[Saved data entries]
****
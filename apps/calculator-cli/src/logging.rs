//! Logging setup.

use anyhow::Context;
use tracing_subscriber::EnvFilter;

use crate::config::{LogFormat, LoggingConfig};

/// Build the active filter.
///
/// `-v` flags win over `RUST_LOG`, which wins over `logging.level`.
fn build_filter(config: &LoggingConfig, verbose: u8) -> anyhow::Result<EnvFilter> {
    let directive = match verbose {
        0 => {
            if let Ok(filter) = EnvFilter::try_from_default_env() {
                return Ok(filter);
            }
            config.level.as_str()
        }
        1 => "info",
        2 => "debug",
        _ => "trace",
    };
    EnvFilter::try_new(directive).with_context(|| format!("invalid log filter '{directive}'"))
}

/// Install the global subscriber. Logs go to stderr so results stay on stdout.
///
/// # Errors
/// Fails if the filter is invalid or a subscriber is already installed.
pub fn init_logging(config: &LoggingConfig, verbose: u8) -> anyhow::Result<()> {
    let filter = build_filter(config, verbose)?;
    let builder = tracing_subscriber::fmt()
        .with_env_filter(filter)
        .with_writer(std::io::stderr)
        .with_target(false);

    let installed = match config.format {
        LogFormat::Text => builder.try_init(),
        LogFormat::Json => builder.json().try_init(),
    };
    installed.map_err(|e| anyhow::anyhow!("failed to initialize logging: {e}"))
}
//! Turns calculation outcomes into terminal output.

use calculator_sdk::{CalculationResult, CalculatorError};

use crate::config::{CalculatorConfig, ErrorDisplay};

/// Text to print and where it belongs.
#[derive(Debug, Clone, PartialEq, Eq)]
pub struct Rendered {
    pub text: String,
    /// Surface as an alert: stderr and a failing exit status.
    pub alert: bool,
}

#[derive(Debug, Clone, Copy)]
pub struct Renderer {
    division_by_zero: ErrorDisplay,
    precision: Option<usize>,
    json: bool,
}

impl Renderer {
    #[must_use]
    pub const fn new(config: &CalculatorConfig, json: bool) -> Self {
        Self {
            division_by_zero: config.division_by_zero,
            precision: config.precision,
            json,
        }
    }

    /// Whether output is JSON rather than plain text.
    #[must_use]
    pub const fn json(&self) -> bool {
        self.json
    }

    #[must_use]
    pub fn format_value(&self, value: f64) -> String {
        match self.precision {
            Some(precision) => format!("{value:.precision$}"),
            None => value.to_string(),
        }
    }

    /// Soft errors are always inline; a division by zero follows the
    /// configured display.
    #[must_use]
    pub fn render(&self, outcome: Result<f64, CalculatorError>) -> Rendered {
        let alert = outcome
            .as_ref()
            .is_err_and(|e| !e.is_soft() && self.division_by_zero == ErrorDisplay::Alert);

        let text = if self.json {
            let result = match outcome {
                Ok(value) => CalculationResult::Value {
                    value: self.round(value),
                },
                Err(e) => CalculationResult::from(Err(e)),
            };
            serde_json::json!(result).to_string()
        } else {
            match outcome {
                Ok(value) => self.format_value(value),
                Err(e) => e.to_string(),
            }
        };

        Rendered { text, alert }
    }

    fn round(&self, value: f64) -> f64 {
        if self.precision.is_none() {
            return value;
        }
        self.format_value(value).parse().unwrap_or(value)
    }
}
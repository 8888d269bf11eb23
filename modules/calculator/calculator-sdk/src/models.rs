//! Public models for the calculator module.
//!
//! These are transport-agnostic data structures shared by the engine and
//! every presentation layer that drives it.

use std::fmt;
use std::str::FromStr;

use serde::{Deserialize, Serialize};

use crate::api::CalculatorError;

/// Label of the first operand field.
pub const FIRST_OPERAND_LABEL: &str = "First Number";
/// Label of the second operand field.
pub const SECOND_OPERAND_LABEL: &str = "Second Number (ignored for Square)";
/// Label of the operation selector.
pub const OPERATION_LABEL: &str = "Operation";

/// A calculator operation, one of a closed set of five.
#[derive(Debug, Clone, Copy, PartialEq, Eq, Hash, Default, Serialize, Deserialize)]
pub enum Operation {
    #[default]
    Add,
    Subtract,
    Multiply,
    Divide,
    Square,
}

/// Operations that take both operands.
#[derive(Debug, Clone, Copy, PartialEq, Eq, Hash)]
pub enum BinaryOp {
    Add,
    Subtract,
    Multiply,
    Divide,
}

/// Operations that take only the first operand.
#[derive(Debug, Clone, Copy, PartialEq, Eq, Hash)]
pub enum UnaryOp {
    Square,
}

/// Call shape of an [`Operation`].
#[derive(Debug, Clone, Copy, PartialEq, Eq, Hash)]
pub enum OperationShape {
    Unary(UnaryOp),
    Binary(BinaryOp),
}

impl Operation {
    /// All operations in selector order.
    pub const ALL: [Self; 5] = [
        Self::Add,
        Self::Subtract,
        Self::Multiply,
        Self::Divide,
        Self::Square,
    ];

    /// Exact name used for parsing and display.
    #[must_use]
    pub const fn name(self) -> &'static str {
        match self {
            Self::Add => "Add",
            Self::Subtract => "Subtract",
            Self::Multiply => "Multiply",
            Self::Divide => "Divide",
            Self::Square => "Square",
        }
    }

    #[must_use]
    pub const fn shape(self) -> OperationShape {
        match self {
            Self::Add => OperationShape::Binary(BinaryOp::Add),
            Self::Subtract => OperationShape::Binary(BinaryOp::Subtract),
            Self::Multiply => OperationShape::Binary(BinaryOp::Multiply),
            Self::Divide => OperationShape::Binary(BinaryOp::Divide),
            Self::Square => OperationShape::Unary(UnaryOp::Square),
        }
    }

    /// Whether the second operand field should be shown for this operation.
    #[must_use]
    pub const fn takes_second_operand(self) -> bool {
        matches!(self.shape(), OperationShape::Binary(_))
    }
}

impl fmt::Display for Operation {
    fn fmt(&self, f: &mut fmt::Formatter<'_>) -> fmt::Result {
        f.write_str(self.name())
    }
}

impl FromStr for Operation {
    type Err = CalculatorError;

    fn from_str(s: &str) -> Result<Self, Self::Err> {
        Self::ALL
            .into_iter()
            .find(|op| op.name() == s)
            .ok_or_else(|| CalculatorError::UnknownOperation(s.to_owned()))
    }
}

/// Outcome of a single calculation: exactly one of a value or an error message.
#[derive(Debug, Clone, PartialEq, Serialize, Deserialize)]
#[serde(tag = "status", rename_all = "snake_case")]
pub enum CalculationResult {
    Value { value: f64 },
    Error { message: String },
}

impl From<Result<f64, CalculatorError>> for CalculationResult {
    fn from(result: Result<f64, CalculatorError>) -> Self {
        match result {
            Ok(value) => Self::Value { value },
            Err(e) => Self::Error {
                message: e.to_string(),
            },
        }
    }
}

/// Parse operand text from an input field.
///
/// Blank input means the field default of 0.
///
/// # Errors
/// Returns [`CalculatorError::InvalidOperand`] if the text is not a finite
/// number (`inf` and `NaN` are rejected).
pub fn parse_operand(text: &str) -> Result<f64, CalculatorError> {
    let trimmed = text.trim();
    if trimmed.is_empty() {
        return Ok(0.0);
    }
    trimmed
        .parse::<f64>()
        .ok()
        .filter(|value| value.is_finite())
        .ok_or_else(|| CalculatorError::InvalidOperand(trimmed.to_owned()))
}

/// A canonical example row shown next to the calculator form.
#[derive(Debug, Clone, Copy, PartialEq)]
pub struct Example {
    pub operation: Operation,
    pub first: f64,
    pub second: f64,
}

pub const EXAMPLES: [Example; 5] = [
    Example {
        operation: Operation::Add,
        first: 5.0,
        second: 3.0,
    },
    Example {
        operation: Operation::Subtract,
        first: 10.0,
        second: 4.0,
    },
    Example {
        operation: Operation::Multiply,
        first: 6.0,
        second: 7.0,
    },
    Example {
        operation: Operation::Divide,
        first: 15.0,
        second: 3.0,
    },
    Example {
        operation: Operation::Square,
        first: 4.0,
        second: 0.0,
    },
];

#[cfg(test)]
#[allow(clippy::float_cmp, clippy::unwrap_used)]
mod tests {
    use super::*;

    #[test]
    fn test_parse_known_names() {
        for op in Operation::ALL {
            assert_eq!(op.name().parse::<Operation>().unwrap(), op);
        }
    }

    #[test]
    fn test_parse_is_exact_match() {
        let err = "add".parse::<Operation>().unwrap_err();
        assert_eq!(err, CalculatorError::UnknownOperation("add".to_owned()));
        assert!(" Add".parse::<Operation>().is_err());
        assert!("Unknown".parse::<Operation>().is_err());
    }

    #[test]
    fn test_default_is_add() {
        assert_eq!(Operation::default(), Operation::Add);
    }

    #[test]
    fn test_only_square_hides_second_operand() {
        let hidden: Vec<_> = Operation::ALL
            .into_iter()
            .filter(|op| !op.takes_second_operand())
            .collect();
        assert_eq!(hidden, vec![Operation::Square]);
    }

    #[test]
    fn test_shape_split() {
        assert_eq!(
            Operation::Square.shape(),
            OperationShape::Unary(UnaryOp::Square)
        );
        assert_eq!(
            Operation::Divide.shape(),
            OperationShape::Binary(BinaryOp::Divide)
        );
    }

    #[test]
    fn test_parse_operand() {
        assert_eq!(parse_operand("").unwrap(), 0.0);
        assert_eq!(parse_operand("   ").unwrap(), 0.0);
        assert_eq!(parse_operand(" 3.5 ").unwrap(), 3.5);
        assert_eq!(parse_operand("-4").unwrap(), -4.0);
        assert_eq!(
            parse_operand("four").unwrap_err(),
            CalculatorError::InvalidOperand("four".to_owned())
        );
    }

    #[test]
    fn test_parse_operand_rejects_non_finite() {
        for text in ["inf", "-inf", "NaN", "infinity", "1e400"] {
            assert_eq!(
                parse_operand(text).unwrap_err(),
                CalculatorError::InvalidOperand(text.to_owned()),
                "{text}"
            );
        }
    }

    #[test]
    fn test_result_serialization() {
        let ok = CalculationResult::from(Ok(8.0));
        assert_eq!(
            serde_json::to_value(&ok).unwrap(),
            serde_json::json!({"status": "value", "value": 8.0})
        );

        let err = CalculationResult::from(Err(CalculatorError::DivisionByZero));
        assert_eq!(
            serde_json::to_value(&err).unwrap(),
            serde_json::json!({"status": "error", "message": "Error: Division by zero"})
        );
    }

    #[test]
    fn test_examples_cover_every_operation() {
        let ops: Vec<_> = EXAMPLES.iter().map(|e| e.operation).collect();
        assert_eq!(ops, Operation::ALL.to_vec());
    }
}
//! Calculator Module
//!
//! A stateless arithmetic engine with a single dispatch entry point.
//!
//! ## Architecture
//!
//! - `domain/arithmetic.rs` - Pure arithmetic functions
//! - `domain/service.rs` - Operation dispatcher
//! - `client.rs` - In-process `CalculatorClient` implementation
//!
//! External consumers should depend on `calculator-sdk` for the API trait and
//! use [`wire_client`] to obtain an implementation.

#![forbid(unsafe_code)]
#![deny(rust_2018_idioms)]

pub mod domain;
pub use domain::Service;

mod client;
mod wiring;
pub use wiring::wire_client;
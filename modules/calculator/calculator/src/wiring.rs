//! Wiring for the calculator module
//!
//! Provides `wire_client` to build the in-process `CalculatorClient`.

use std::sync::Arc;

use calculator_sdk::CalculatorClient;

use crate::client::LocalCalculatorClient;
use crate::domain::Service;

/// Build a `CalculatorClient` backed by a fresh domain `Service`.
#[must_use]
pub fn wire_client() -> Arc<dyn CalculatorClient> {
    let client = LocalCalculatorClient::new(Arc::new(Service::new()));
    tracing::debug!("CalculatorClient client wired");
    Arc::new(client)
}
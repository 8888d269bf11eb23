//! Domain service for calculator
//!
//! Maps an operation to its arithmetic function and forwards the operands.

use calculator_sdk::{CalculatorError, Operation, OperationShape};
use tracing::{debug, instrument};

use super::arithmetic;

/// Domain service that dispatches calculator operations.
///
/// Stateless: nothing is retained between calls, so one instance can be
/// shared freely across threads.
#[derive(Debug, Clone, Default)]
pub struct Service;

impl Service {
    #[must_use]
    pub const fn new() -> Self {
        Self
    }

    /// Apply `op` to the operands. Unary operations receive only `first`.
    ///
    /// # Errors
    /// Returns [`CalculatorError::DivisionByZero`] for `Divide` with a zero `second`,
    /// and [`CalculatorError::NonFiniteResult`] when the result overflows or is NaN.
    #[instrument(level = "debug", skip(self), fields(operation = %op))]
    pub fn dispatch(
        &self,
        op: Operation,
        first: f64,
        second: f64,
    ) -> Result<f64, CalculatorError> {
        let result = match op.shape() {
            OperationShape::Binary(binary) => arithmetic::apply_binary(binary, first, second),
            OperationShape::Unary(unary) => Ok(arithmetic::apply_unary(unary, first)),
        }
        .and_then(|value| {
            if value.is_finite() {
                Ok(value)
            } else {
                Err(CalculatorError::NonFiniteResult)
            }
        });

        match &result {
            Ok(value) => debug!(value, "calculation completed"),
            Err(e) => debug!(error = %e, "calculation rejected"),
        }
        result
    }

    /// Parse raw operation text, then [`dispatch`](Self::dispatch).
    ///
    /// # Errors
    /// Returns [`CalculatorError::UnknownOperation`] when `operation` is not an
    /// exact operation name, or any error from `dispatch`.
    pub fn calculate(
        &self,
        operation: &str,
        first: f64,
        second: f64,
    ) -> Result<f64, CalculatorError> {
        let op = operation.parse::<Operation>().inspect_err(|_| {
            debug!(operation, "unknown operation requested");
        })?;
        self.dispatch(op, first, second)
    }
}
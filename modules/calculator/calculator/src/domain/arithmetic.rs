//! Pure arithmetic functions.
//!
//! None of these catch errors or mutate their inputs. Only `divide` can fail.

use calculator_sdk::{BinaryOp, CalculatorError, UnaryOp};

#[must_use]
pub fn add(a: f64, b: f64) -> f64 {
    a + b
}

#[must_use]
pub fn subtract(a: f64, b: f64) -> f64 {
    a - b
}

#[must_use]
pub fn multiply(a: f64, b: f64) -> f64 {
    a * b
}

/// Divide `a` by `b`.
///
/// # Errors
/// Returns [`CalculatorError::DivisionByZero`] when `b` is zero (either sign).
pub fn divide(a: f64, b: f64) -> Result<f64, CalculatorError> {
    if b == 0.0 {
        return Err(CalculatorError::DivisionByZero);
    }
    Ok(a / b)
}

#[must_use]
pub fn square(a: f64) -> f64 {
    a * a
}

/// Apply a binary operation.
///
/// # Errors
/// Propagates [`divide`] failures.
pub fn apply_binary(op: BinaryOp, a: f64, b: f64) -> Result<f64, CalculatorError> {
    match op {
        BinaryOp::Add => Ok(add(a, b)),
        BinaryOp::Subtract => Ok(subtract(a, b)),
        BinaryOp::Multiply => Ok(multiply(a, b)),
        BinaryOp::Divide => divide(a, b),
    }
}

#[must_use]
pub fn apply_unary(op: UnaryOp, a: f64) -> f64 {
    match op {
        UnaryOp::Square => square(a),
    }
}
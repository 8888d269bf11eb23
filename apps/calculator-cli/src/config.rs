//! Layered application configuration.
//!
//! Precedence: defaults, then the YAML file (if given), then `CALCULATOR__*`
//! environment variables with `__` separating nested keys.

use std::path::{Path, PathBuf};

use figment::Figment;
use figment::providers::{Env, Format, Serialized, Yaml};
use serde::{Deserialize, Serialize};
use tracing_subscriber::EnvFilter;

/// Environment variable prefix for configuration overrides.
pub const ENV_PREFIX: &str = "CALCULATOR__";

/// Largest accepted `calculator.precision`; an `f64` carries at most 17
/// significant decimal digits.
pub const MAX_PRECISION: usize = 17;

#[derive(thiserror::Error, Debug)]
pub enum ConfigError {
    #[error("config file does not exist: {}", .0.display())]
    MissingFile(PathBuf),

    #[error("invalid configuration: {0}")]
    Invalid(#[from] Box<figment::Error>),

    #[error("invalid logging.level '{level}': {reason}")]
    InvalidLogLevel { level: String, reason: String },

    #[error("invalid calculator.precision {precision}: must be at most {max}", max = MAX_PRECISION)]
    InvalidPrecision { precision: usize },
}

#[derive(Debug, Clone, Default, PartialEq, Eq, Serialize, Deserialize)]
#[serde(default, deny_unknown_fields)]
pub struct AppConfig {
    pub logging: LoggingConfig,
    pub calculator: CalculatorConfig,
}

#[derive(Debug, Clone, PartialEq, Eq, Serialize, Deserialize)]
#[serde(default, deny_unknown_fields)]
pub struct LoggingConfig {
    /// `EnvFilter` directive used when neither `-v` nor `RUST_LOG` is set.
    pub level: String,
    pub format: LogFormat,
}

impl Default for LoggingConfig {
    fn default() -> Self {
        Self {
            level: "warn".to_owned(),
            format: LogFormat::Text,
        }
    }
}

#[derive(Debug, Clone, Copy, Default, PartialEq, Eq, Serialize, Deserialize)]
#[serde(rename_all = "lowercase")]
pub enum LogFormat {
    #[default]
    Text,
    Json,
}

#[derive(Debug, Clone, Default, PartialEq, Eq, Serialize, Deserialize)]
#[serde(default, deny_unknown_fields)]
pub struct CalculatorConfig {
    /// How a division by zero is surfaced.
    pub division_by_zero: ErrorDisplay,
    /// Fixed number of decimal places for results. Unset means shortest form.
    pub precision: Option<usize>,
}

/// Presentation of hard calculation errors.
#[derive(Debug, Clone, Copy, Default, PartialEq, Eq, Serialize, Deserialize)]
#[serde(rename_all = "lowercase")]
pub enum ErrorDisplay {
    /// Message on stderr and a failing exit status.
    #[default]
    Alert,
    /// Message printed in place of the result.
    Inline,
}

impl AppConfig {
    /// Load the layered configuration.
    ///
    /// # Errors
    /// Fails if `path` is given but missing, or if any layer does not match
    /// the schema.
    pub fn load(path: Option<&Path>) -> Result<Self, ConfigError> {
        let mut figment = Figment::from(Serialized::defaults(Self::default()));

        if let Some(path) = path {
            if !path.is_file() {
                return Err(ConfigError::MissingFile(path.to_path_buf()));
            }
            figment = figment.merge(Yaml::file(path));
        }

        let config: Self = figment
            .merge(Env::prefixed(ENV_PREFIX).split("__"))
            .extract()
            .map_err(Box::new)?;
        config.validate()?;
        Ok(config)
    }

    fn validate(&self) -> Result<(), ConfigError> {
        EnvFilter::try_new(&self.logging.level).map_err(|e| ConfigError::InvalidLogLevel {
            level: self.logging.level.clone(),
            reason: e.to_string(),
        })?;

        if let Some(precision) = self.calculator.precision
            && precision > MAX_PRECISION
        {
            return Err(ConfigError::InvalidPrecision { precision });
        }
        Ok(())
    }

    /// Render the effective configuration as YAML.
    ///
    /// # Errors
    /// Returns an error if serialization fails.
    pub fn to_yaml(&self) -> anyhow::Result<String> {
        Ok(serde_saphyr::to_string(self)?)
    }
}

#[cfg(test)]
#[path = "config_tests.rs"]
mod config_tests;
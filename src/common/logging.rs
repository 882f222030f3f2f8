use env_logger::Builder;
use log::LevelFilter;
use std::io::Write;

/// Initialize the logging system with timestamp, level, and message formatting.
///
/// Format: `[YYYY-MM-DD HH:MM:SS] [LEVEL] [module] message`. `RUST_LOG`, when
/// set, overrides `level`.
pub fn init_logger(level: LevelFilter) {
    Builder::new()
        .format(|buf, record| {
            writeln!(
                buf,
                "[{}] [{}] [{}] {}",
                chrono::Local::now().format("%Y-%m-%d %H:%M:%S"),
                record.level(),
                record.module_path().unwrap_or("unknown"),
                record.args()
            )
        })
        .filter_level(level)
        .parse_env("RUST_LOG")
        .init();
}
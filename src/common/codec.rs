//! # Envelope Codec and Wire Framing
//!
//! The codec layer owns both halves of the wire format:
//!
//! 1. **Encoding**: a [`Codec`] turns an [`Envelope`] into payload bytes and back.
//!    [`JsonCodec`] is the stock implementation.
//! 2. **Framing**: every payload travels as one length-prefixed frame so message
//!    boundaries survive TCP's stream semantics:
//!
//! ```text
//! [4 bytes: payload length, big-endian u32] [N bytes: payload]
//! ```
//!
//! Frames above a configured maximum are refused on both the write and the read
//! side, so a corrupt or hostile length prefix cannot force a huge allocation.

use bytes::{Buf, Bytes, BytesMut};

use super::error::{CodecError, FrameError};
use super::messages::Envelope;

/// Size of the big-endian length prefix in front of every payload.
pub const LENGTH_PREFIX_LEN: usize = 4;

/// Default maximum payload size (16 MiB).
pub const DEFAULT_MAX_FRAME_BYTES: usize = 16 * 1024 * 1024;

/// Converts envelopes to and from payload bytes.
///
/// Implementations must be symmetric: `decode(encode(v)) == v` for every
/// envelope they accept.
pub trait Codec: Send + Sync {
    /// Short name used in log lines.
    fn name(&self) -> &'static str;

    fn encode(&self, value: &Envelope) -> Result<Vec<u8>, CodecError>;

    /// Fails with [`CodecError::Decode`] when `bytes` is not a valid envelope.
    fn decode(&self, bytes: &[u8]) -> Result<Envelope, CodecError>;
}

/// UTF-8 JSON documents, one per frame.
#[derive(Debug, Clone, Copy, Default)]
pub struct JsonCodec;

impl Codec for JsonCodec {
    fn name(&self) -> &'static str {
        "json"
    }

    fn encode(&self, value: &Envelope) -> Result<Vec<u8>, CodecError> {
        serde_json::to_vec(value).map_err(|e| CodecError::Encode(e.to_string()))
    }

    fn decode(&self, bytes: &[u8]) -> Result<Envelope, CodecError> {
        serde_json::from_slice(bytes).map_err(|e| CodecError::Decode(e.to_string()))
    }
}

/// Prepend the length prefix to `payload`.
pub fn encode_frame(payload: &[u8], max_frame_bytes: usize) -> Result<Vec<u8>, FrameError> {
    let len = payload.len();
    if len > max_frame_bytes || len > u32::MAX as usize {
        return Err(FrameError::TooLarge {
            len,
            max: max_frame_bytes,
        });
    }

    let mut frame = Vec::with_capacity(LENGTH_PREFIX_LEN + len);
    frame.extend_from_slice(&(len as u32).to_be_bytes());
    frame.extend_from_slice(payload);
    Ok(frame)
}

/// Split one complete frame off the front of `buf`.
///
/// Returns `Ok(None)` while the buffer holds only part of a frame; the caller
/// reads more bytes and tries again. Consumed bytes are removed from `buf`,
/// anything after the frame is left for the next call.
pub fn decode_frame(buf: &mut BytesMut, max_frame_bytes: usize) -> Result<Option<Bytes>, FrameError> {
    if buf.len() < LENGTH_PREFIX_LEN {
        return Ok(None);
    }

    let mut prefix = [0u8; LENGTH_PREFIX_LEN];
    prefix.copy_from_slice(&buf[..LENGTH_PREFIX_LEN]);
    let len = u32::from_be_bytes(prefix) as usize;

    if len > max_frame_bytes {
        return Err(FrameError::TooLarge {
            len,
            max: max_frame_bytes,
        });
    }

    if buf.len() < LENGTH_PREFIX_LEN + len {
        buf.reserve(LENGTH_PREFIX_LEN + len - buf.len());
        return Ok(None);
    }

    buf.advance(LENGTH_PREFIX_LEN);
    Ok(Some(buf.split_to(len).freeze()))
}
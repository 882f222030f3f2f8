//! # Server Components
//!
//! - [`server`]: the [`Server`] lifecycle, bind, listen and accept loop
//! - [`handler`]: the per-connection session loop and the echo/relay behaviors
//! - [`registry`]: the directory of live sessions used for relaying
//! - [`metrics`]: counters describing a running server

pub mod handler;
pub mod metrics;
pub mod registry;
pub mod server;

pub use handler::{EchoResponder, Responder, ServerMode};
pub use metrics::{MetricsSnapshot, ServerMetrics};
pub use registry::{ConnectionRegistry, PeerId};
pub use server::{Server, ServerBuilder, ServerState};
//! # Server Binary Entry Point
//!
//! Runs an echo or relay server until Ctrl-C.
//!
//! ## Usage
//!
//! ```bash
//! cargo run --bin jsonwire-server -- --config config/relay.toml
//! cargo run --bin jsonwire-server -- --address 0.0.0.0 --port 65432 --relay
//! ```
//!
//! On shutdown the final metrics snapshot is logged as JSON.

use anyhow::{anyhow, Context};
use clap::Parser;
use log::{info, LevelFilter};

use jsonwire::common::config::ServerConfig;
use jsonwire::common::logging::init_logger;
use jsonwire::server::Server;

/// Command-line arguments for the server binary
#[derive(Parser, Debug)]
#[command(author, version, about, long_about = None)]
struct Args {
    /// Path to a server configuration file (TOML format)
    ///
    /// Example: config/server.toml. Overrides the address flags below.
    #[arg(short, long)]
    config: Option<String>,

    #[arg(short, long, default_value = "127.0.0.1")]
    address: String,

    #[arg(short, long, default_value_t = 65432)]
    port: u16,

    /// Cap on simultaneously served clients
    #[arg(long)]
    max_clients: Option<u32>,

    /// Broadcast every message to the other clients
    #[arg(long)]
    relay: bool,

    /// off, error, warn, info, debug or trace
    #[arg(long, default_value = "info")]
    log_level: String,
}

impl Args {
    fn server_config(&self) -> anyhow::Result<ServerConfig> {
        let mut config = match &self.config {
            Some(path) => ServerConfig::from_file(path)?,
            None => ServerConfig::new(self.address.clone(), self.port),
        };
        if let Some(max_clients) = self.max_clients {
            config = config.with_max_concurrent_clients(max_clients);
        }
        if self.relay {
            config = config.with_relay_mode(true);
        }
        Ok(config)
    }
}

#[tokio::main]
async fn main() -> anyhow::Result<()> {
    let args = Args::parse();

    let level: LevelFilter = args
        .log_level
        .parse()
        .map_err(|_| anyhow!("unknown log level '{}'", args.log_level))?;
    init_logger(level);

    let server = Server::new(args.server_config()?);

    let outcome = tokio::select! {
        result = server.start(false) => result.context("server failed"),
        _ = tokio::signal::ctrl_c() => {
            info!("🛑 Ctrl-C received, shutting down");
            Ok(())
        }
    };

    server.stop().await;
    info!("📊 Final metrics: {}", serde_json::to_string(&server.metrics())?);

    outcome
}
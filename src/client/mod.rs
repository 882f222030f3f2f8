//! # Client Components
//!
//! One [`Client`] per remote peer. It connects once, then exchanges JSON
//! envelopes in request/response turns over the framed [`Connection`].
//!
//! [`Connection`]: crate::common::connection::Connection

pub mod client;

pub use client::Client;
****
## TO DO
Number of lines above with the word "stderr": supply it alone.

## EXERCISE ANSWER
4